Off-Season Training: The Key to Success

Heavyweight crew captain Cary Donaldson describes crew's notoriously difficult off-season program.

"In the winter we lift weights a lot, we [row on an ergometer] a lot, and we row in the tanks [indoor rowing facilities]," Donaldson says. "As the winter progresses we shift to lifting more reps and lower weights so [training] is more like a race."

Pre-season is the ultimate test of an athlete's conditioning and the out-of-shape player's worst nightmare. Each sport has a particularly tortuous regimen to push a player to his maximum and beyond.

"Our bike program is twice a week, and its usually a 15 minute program. A lot of our team gets pretty nauseous," says Famigletti.

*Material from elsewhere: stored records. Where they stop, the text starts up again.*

pub mod aggregate;
pub mod benchmark;
pub mod html;
pub mod json;
pub mod junit;
pub mod types;

use anyhow::Result;
use std::path::{Path, PathBuf};

pub use aggregate::ReportAggregator;
pub use types::AggregateReport;

/// Files of one report generation
#[derive(Debug, Clone)]
pub struct ReportPaths {
    pub merged: PathBuf,
    pub html: PathBuf,
    pub junit: PathBuf,
    pub benchmark: PathBuf,
    /// Artifacts that could not be written; the others are still on disk
    pub failed: Vec<PathBuf>,
}

/// Aggregate every result file and write all artifacts.
///
/// Never fails: each artifact is written independently and every failure is logged.
/// `None` is returned only when the output directory cannot be created.
pub fn generate_reports(
    aggregator: &ReportAggregator,
    output_dir: &Path,
) -> Option<(AggregateReport, ReportPaths)> {
    let report = aggregator.aggregate();
    if let Err(e) = std::fs::create_dir_all(output_dir) {
        log::error!(
            "Report generation failed: cannot create {}: {}",
            output_dir.display(),
            e
        );
        return None;
    }

    let paths = write_all(&report, output_dir);
    if paths.failed.is_empty() {
        log::info!("Reports written to {}", output_dir.display());
    } else {
        log::warn!(
            "Reports written to {} with {} failure(s)",
            output_dir.display(),
            paths.failed.len()
        );
    }
    Some((report, paths))
}

fn write_all(report: &AggregateReport, output_dir: &Path) -> ReportPaths {
    let metrics = json::read_metrics(output_dir);
    let mut failed = Vec::new();

    let mut record = |target: PathBuf, written: Result<PathBuf>| match written {
        Ok(path) => path,
        Err(e) => {
            log::error!("Failed to write {}: {:#}", target.display(), e);
            failed.push(target.clone());
            target
        }
    };

    let merged = record(
        output_dir.join(json::MERGED_FILE),
        json::write_merged(report, output_dir),
    );
    let html = record(
        output_dir.join(html::HTML_FILE),
        html::write_report(report, metrics.as_ref(), output_dir),
    );
    let junit = record(
        output_dir.join(junit::JUNIT_FILE),
        junit::write_report(report, output_dir),
    );
    let benchmark = record(
        output_dir.join(benchmark::BENCHMARK_FILE),
        benchmark::write_report(report, metrics.as_ref(), output_dir),
    );

    ReportPaths {
        merged,
        html,
        junit,
        benchmark,
        failed,
    }
}

/// Remove result files and generated artifacts of a previous run
pub fn clean_old_reports(reports_dir: &Path, results_dir: &Path) {
    let pattern = results_dir.join(aggregate::DEFAULT_PATTERN);
    let mut removed = 0;

    if let Ok(paths) = glob::glob(&pattern.to_string_lossy()) {
        for path in paths.flatten() {
            match std::fs::remove_file(&path) {
                Ok(()) => removed += 1,
                Err(e) => log::warn!("Failed to remove {}: {}", path.display(), e),
            }
        }
    }

    for name in [
        json::MERGED_FILE,
        json::METRICS_FILE,
        html::HTML_FILE,
        junit::JUNIT_FILE,
        benchmark::BENCHMARK_FILE,
    ] {
        let path = reports_dir.join(name);
        if path.exists() {
            match std::fs::remove_file(&path) {
                Ok(()) => removed += 1,
                Err(e) => log::warn!("Failed to remove {}: {}", path.display(), e),
            }
        }
    }

    log::info!("Removed {} old report file(s)", removed);
}
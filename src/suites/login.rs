use anyhow::{ensure, Result};
use reqwest::Method;

use crate::api::types::{LoginRequest, MSG_LOGIN_INVALID, MSG_LOGIN_OK};
use crate::api::Auth;
use crate::credentials::Role;
use crate::data;
use crate::runner::{expect, CaseFuture, Fixture, Priority, SpecDef, SuiteDef};

pub fn spec() -> SpecDef {
    SpecDef::new("login", "Login API")
        .description("Login with provisioned and invalid credentials")
        .priority(Priority::High)
        .tags(&["api", "login", "auth"])
        .suite(
            SuiteDef::new("Login")
                .case("[POST] logs in with provisioned credentials", provisioned_login)
                .case("[POST] stores the token of the active role", stored_token)
                .case("[POST] rejects unknown credentials", unknown_credentials)
                .case("[POST] rejects a wrong password", wrong_password),
        )
}

async fn post_login(fx: &Fixture, request: &LoginRequest) -> Result<crate::api::ApiResponse> {
    let body = serde_json::to_value(request)?;
    fx.api
        .send(Method::POST, "login", &[], Some(&body), Auth::None)
        .await
}

fn provisioned_login(fx: &mut Fixture) -> CaseFuture<'_> {
    Box::pin(async move {
        let session = fx.session().await?;
        let request = LoginRequest {
            email: session.standard.email.clone(),
            password: session.standard.secret.clone(),
        };

        let res = post_login(fx, &request).await?;
        expect::status(&res, 200)?;
        expect::message(&res, MSG_LOGIN_OK)?;
        let token = res.str_field("authorization").unwrap_or_default();
        ensure!(token.starts_with("Bearer "), "unexpected authorization {:?}", token);
        Ok(())
    })
}

fn stored_token(fx: &mut Fixture) -> CaseFuture<'_> {
    Box::pin(async move {
        let token = fx.login(Role::User).await?;
        ensure!(!token.is_empty(), "empty token");
        let stored = fx.api.storage().token().await;
        ensure!(stored.as_deref() == Some(token.as_str()), "token was not stored");

        fx.logout().await;
        ensure!(fx.api.storage().token().await.is_none(), "token survived logout");
        Ok(())
    })
}

fn unknown_credentials(fx: &mut Fixture) -> CaseFuture<'_> {
    Box::pin(async move {
        let user = data::user(false);
        let request = LoginRequest {
            email: user.email,
            password: user.password,
        };
        let res = post_login(fx, &request).await?;
        expect::status(&res, 401)?;
        expect::message(&res, MSG_LOGIN_INVALID)
    })
}

fn wrong_password(fx: &mut Fixture) -> CaseFuture<'_> {
    Box::pin(async move {
        let session = fx.session().await?;
        let request = LoginRequest {
            email: session.standard.email.clone(),
            password: format!("{}-wrong", session.standard.secret),
        };
        let res = post_login(fx, &request).await?;
        expect::status(&res, 401)?;
        expect::message(&res, MSG_LOGIN_INVALID)
    })
}
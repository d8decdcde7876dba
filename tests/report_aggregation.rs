use serde_json::{json, Value};
use std::path::Path;

use serverest_tester::report::{self, ReportAggregator};

fn test(title: &str, state: &str, duration: u64) -> Value {
    json!({
        "title": title,
        "fullTitle": format!("Suite {}", title),
        "state": state,
        "pass": state == "passed",
        "fail": state == "failed",
        "pending": state == "pending",
        "duration": duration,
        "err": if state == "failed" { json!({"message": "expected 201, got 400"}) } else { json!({}) }
    })
}

fn result_file(tests: Vec<Value>) -> Value {
    let count = |s: &str| tests.iter().filter(|t| t["state"] == s).count();
    let duration: u64 = tests.iter().filter_map(|t| t["duration"].as_u64()).sum();
    json!({
        "stats": {
            "suites": 1,
            "tests": tests.len(),
            "passes": count("passed"),
            "pending": count("pending"),
            "failures": count("failed"),
            "duration": duration
        },
        "results": [{
            "title": "Spec",
            "file": "suites/spec",
            "tests": [],
            "suites": [{ "title": "Suite", "tests": tests, "suites": [] }]
        }]
    })
}

fn write(dir: &Path, name: &str, value: &Value) {
    std::fs::write(dir.join(name), serde_json::to_string_pretty(value).unwrap()).unwrap();
}

#[test]
fn test_sums_across_files_equal_the_aggregate() {
    let dir = tempfile::tempdir().unwrap();
    write(
        dir.path(),
        "results-produtos-07-03-2024-09-05-01.json",
        &result_file(vec![
            test("creates", "passed", 120),
            test("reads", "passed", 80),
            test("rejects", "failed", 300),
        ]),
    );
    write(
        dir.path(),
        "results-login-07-03-2024-09-05-02.json",
        &result_file(vec![test("logs in", "passed", 50)]),
    );
    write(
        dir.path(),
        "results-carrinhos-07-03-2024-09-05-03.json",
        &result_file(Vec::new()),
    );

    let report = ReportAggregator::new(dir.path()).aggregate();

    assert_eq!(report.totals.specs, 3);
    assert_eq!(report.totals.tests, 4);
    assert_eq!(report.totals.passes, 3);
    assert_eq!(report.totals.failures, 1);
    assert_eq!(report.totals.pending, 0);
    assert_eq!(report.tests.len(), 4);
    assert!(report.has_failures());
    assert!(report.skipped_files.is_empty());

    assert_eq!(report.analysis.slowest[0].full_title, "Suite rejects");
    assert_eq!(report.analysis.fastest[0].full_title, "Suite logs in");
    assert!((report.analysis.pass_rate - 75.0).abs() < f64::EPSILON);
}

#[test]
fn test_no_result_files_gives_zero_totals() {
    let dir = tempfile::tempdir().unwrap();
    let report = ReportAggregator::new(dir.path()).aggregate();
    assert_eq!(report.totals.tests, 0);
    assert!(report.tests.is_empty());
    assert!(!report.has_failures());

    let missing = ReportAggregator::new(dir.path().join("missing")).aggregate();
    assert_eq!(missing.totals.tests, 0);
}

#[test]
fn test_unreadable_file_is_skipped() {
    let dir = tempfile::tempdir().unwrap();
    write(
        dir.path(),
        "results-login-07-03-2024-09-05-02.json",
        &result_file(vec![test("logs in", "passed", 50)]),
    );
    std::fs::write(dir.path().join("results-broken.json"), "{ not json").unwrap();
    std::fs::write(dir.path().join("notes.json"), "{}").unwrap();

    let report = ReportAggregator::new(dir.path()).aggregate();
    assert_eq!(report.totals.tests, 1);
    assert_eq!(report.skipped_files, vec!["results-broken.json".to_string()]);
}

#[test]
fn test_generate_reports_writes_every_artifact() {
    let dir = tempfile::tempdir().unwrap();
    let results = dir.path().join("results");
    std::fs::create_dir_all(&results).unwrap();
    write(
        &results,
        "results-produtos-07-03-2024-09-05-01.json",
        &result_file(vec![
            test("creates <b>", "passed", 120),
            test("rejects", "failed", 300),
            test("skips", "pending", 0),
        ]),
    );

    let output = dir.path().join("out");
    let (report, paths) =
        report::generate_reports(&ReportAggregator::new(&results), &output).unwrap();
    assert_eq!(report.totals.pending, 1);
    assert!(paths.failed.is_empty());

    for path in [&paths.merged, &paths.html, &paths.junit, &paths.benchmark] {
        assert!(path.exists(), "{} missing", path.display());
    }

    let html = std::fs::read_to_string(&paths.html).unwrap();
    assert!(html.contains("creates &lt;b&gt;"));
    let junit = std::fs::read_to_string(&paths.junit).unwrap();
    assert!(junit.contains("<failure"));
    assert!(junit.contains("<skipped"));

    let merged: Value =
        serde_json::from_str(&std::fs::read_to_string(&paths.merged).unwrap()).unwrap();
    assert_eq!(merged["totals"]["tests"], 3);

    report::clean_old_reports(&output, &results);
    assert!(!paths.html.exists());
    assert!(!results
        .join("results-produtos-07-03-2024-09-05-01.json")
        .exists());
}

#[test]
fn test_one_failed_artifact_does_not_block_the_others() {
    let dir = tempfile::tempdir().unwrap();
    let results = dir.path().join("results");
    std::fs::create_dir_all(&results).unwrap();
    write(
        &results,
        "results-login-07-03-2024-09-05-02.json",
        &result_file(vec![test("logs in", "passed", 50)]),
    );

    // A directory where merged.json should go makes that write fail
    let output = dir.path().join("out");
    std::fs::create_dir_all(output.join("merged.json")).unwrap();

    let (report, paths) =
        report::generate_reports(&ReportAggregator::new(&results), &output).unwrap();
    assert_eq!(report.totals.tests, 1);
    assert_eq!(paths.failed, vec![output.join("merged.json")]);

    for path in [&paths.html, &paths.junit, &paths.benchmark] {
        assert!(path.is_file(), "{} missing", path.display());
    }
}
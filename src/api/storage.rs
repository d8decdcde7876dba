use std::collections::HashMap;
use std::sync::Arc;
use tokio::sync::RwLock;

/// Key under which the authorization token is kept
pub const TOKEN_KEY: &str = "token";

/// Key/value storage that lives for one session, shared by every clone of an `ApiClient`
#[derive(Debug, Clone, Default)]
pub struct SessionStorage {
    inner: Arc<RwLock<HashMap<String, String>>>,
}

impl SessionStorage {
    pub fn new() -> Self {
        Self::default()
    }

    pub async fn get_item(&self, key: &str) -> Option<String> {
        self.inner.read().await.get(key).cloned()
    }

    pub async fn set_item(&self, key: &str, value: &str) {
        self.inner
            .write()
            .await
            .insert(key.to_string(), value.to_string());
    }

    pub async fn remove_item(&self, key: &str) -> Option<String> {
        self.inner.write().await.remove(key)
    }

    pub async fn clear(&self) {
        self.inner.write().await.clear();
    }

    pub async fn token(&self) -> Option<String> {
        self.get_item(TOKEN_KEY).await
    }

    pub async fn set_token(&self, token: &str) {
        self.set_item(TOKEN_KEY, token).await;
    }

    pub async fn clear_token(&self) {
        self.remove_item(TOKEN_KEY).await;
    }
}
use anyhow::{Context, Result};
use serde_json::Value;

use super::produtos::create_tracked;
use crate::api::types::{CartItem, NewCart, MSG_CREATED, MSG_PURCHASE_CANCELLED};
use crate::credentials::Role;
use crate::data;
use crate::runner::{expect, CaseFuture, Fixture, Priority, SpecDef, SuiteDef};

const CANCEL_PURCHASE: &str = "carrinhos/cancelar-compra";

pub fn spec() -> SpecDef {
    SpecDef::new("carrinhos", "Carrinhos API")
        .description("Cart lifecycle: add products, list carts, cancel the purchase")
        .priority(Priority::Low)
        .tags(&["api", "carrinhos", "regression"])
        .suite(
            SuiteDef::new("Ciclo de vida do carrinho")
                .before_each(fresh_cart)
                .case("[POST] adds products to the cart", add_to_cart)
                .case("[GET] lists carts", list_carts)
                .case("[DELETE] cancels the purchase", cancel_purchase),
        )
}

/// Log in as admin and drop any cart left by an earlier test; a user may hold only one
fn fresh_cart(fx: &mut Fixture) -> CaseFuture<'_> {
    Box::pin(async move {
        fx.login(Role::Admin).await?;
        let res = fx.api.delete(CANCEL_PURCHASE).await?;
        log::debug!("Cart reset returned {}", res.status);
        Ok(())
    })
}

/// Create a product and a cart holding `quantity` of it; returns the cart id
async fn cart_with_new_product(fx: &mut Fixture, quantity: u32) -> Result<String> {
    let product_id = create_tracked(fx, &data::product()).await?;

    let cart = NewCart {
        produtos: vec![CartItem {
            id_produto: product_id,
            quantidade: quantity,
        }],
    };
    let res = fx.api.create("carrinhos", &cart).await?;
    expect::status(&res, 201)?;
    expect::message(&res, MSG_CREATED)?;
    // Registered after the product so the cart is cancelled before the product is deleted
    fx.track(CANCEL_PURCHASE, Role::Admin);

    res.str_field("_id")
        .map(str::to_string)
        .context("cart created without an _id")
}

fn add_to_cart(fx: &mut Fixture) -> CaseFuture<'_> {
    Box::pin(async move {
        cart_with_new_product(fx, 2).await?;
        Ok(())
    })
}

fn list_carts(fx: &mut Fixture) -> CaseFuture<'_> {
    Box::pin(async move {
        let cart_id = cart_with_new_product(fx, 1).await?;

        let res = fx.api.list("carrinhos", &[]).await?;
        expect::status(&res, 200)?;
        let carts = res
            .field("carrinhos")
            .and_then(Value::as_array)
            .context("carrinhos is not an array")?;
        anyhow::ensure!(
            carts
                .iter()
                .any(|c| c.get("_id").and_then(Value::as_str) == Some(cart_id.as_str())),
            "cart {} missing from listing",
            cart_id
        );
        Ok(())
    })
}

fn cancel_purchase(fx: &mut Fixture) -> CaseFuture<'_> {
    Box::pin(async move {
        cart_with_new_product(fx, 1).await?;

        let res = fx.api.delete(CANCEL_PURCHASE).await?;
        expect::status(&res, 200)?;
        expect::message(&res, MSG_PURCHASE_CANCELLED)?;
        fx.untrack(CANCEL_PURCHASE);
        Ok(())
    })
}
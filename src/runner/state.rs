use crate::api::ApiCall;
use crate::report::types::{ResultFile, SpecNode, Stats, SuiteNode, TestError, TestNode};
use chrono::{DateTime, Local};
use serde::{Deserialize, Serialize};
use std::time::Instant;

/// Final state of a single test
#[derive(Debug, Clone, Copy, Serialize, Deserialize, PartialEq, Eq, Hash)]
#[serde(rename_all = "lowercase")]
pub enum TestOutcome {
    Passed,
    Failed,
    Pending,
}

impl TestOutcome {
    pub fn as_str(self) -> &'static str {
        match self {
            TestOutcome::Passed => "passed",
            TestOutcome::Failed => "failed",
            TestOutcome::Pending => "pending",
        }
    }
}

/// State for a single test execution
#[derive(Debug, Clone)]
pub struct TestState {
    pub title: String,
    pub full_title: String,
    pub outcome: TestOutcome,
    pub started_at: Option<Instant>,
    pub duration_ms: u64,
    pub error: Option<String>,
    pub attempts: u32,
    pub api_calls: Vec<ApiCall>,
}

impl TestState {
    pub fn new(title: &str, full_title: &str) -> Self {
        Self {
            title: title.to_string(),
            full_title: full_title.to_string(),
            outcome: TestOutcome::Pending,
            started_at: None,
            duration_ms: 0,
            error: None,
            attempts: 0,
            api_calls: Vec::new(),
        }
    }

    pub fn start(&mut self) {
        self.started_at = Some(Instant::now());
        self.attempts += 1;
    }

    pub fn pass(&mut self) {
        self.finish(TestOutcome::Passed);
        self.error = None;
    }

    pub fn fail(&mut self, error: String) {
        self.finish(TestOutcome::Failed);
        self.error = Some(error);
    }

    pub fn skip(&mut self, reason: String) {
        self.finish(TestOutcome::Pending);
        self.error = Some(reason);
    }

    fn finish(&mut self, outcome: TestOutcome) {
        self.outcome = outcome;
        if let Some(start) = self.started_at {
            self.duration_ms = start.elapsed().as_millis() as u64;
        }
    }

    pub fn to_node(&self) -> TestNode {
        TestNode {
            title: self.title.clone(),
            full_title: self.full_title.clone(),
            state: Some(self.outcome.as_str().to_string()),
            pass: self.outcome == TestOutcome::Passed,
            fail: self.outcome == TestOutcome::Failed,
            pending: self.outcome == TestOutcome::Pending,
            duration: self.duration_ms,
            err: TestError {
                message: self.error.clone(),
                estack: None,
            },
            api_calls: self.api_calls.clone(),
        }
    }
}

/// Test/pass/fail/pending counts
#[derive(Debug, Clone, Copy, Default, PartialEq, Eq)]
pub struct Counts {
    pub suites: u64,
    pub tests: u64,
    pub passes: u64,
    pub failures: u64,
    pub pending: u64,
}

impl Counts {
    fn add(&mut self, other: Counts) {
        self.suites += other.suites;
        self.tests += other.tests;
        self.passes += other.passes;
        self.failures += other.failures;
        self.pending += other.pending;
    }
}

#[derive(Debug, Clone, Default)]
pub struct SuiteState {
    pub title: String,
    pub tests: Vec<TestState>,
    pub suites: Vec<SuiteState>,
}

impl SuiteState {
    pub fn new(title: &str) -> Self {
        Self {
            title: title.to_string(),
            ..Default::default()
        }
    }

    /// Counts over this suite and every nested suite
    pub fn counts(&self) -> Counts {
        let mut counts = Counts {
            suites: 1,
            ..Default::default()
        };
        for test in &self.tests {
            counts.tests += 1;
            match test.outcome {
                TestOutcome::Passed => counts.passes += 1,
                TestOutcome::Failed => counts.failures += 1,
                TestOutcome::Pending => counts.pending += 1,
            }
        }
        for suite in &self.suites {
            counts.add(suite.counts());
        }
        counts
    }

    pub fn to_node(&self) -> SuiteNode {
        SuiteNode {
            title: self.title.clone(),
            tests: self.tests.iter().map(TestState::to_node).collect(),
            suites: self.suites.iter().map(SuiteState::to_node).collect(),
        }
    }
}

/// State for one spec execution
#[derive(Debug, Clone)]
pub struct SpecState {
    pub name: String,
    pub title: String,
    pub file: String,
    pub started_at: DateTime<Local>,
    pub finished_at: Option<DateTime<Local>>,
    pub duration_ms: u64,
    pub suites: Vec<SuiteState>,
    started: Instant,
}

impl SpecState {
    pub fn new(name: &str, title: &str, file: &str) -> Self {
        Self {
            name: name.to_string(),
            title: title.to_string(),
            file: file.to_string(),
            started_at: Local::now(),
            finished_at: None,
            duration_ms: 0,
            suites: Vec::new(),
            started: Instant::now(),
        }
    }

    pub fn finish(&mut self) {
        self.finished_at = Some(Local::now());
        self.duration_ms = self.started.elapsed().as_millis() as u64;
    }

    pub fn counts(&self) -> Counts {
        let mut counts = Counts::default();
        for suite in &self.suites {
            counts.add(suite.counts());
        }
        counts
    }

    pub fn to_result_file(&self) -> ResultFile {
        let counts = self.counts();
        ResultFile {
            stats: Stats {
                suites: counts.suites,
                tests: counts.tests,
                passes: counts.passes,
                pending: counts.pending,
                failures: counts.failures,
                start: Some(self.started_at.to_rfc3339()),
                end: self.finished_at.map(|t| t.to_rfc3339()),
                duration: self.duration_ms,
            },
            results: vec![SpecNode {
                title: self.title.clone(),
                file: self.file.clone(),
                tests: Vec::new(),
                suites: self.suites.iter().map(SuiteState::to_node).collect(),
            }],
        }
    }
}

/// Totals for a whole run
#[derive(Debug, Clone, Default, Serialize, Deserialize, PartialEq)]
#[serde(rename_all = "camelCase")]
pub struct RunSummary {
    pub execution_id: String,
    pub specs: usize,
    pub tests: u64,
    pub passed: u64,
    pub failed: u64,
    pub pending: u64,
    pub duration_ms: u64,
    pub interrupted: bool,
}

impl RunSummary {
    pub fn add(&mut self, counts: Counts) {
        self.specs += 1;
        self.tests += counts.tests;
        self.passed += counts.passes;
        self.failed += counts.failures;
        self.pending += counts.pending;
    }

    pub fn success(&self) -> bool {
        self.failed == 0 && !self.interrupted
    }
}
pub mod client;
pub mod storage;
pub mod types;

pub use client::{ApiCall, ApiClient, ApiResponse, Auth};
pub use storage::SessionStorage;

"We have [ergometer tests] once a week in the beginning of the year," says Donaldson. "In the winter you have [erg tests] too. That certainly adds intensity because everyone is competitive all the time so the task is to downplay the competition."


Stories still circulate about one collegiate crew coach who told a team after a particularly brutal workout that no one had put in their best effort because no one had thrown up.

Throwing up or not throwing up withstanding, the "no pain, no gain" slogan is the hallmark of any serious athlete's off-season program. As fanatical off-season workers like Jerry Rice and Emmitt Smith show, intense off-season training almost always translates into increased success on the playing field.